Aims: The antidiabetic drug metformin is often associated with a small reduction in total circulating cholesterol, but the mechanism responsible is unknown. As bile salts contribute significantly to cholesterol homeostasis, this study has investigated the effect of metformin on the absorption of bile salts by the jejunum and ileum, and their transfer into bile. Methods: Sodium-[1-¹⁴C]-glycocholate was administered into the jejunum or ileum of anaesthetized rats with and without metformin (250 mg/kg). Appearance of ¹⁴C-glycocholate in plasma and bile was followed for 150 min. Results: Absorption of ¹⁴C-glycocholate from the ileum, which is a high-capacity active process, was 10-fold greater than absorption from the jejunum, which is mainly a passive process. Metformin increased threefold the absorption of ¹⁴C-glycocholate from the jejunum. Metformin similarly increased the appearance of jejunal ¹⁴C-glycocholate in plasma and bile. In contrast to the jejunum, absorption of ¹⁴C-glycocholate from the ileum was suppressed by more than half with metformin.
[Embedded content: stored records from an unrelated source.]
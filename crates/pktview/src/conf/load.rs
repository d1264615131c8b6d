//! Load: config loading from file and environment variables.

use std::fs;
use std::path::Path;
use std::str::FromStr;

use crate::error::{ViewerError, ViewerResult};

use super::model::{EvictionConfig, ViewerConfig, WorkerConfig};

fn env_parse<T: FromStr>(key: &str) -> Option<T> {
    std::env::var(key).ok().and_then(|s| s.parse().ok())
}

impl ViewerConfig {
    /// Load configuration from file or environment variables
    /// Priority: Environment Variables > Config File > Defaults
    pub fn load() -> Result<Self, Box<dyn std::error::Error>> {
        let config_path = std::env::var("PKTVIEW_CONFIG_FILE")
            .unwrap_or_else(|_| "/etc/pktview/viewer.toml".to_string());

        let mut config = if Path::new(&config_path).exists() {
            tracing::info!("Loading configuration from: {}", config_path);
            Self::from_file(&config_path)?
        } else {
            tracing::info!("Config file not found at {}, using environment variables", config_path);
            Self::default()
        };

        config.apply_env();
        config.validate()?;
        Ok(config)
    }

    /// Load configuration from TOML file
    pub fn from_file(path: &str) -> Result<Self, Box<dyn std::error::Error>> {
        let contents = fs::read_to_string(path)?;
        let config: ViewerConfig = toml::from_str(&contents)?;
        Ok(config)
    }

    /// Overlay any PKTVIEW_* environment variables that are set and parse.
    pub fn apply_env(&mut self) {
        if let Some(v) = env_parse("PKTVIEW_AUTO_DECODE") {
            self.auto_decode = v;
        }
        if let Some(v) = env_parse("PKTVIEW_EVICTION_ENABLED") {
            self.eviction.enabled = v;
        }
        if let Some(v) = env_parse("PKTVIEW_CACHE_CAPACITY") {
            self.eviction.capacity = v;
        }
        if let Some(v) = env_parse("PKTVIEW_IDLE_POLL_MS") {
            self.worker.idle_poll_ms = v;
        }
        if let Some(v) = env_parse("PKTVIEW_IDLE_POLLS") {
            self.worker.idle_polls = v;
        }
        if let Ok(path) = std::env::var("PKTVIEW_SETTINGS_FILE") {
            self.settings_path = Some(path);
        }
    }

    pub fn validate(&self) -> ViewerResult<()> {
        self.eviction.validate()?;
        self.worker.validate()
    }
}

impl EvictionConfig {
    pub fn validate(&self) -> ViewerResult<()> {
        if self.capacity == 0 {
            return Err(ViewerError::InvalidConfig("eviction.capacity must be > 0".to_string()));
        }
        Ok(())
    }
}

impl WorkerConfig {
    pub fn validate(&self) -> ViewerResult<()> {
        if self.idle_poll_ms == 0 {
            return Err(ViewerError::InvalidConfig("worker.idle_poll_ms must be > 0".to_string()));
        }
        if self.idle_polls == 0 {
            return Err(ViewerError::InvalidConfig("worker.idle_polls must be > 0".to_string()));
        }
        Ok(())
    }
}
This was associated with corresponding reductions of ¹⁴C-glycocholate in plasma and bile. Discussion: Thus, metformin induced a large suppression of active bile salt absorption from the ileum compared with a small increase in passive absorption from the jejunum. This suggests that the ileal effect of metformin to reduce overall bile salt absorption could contribute to the modest cholesterol-lowering effect of this drug.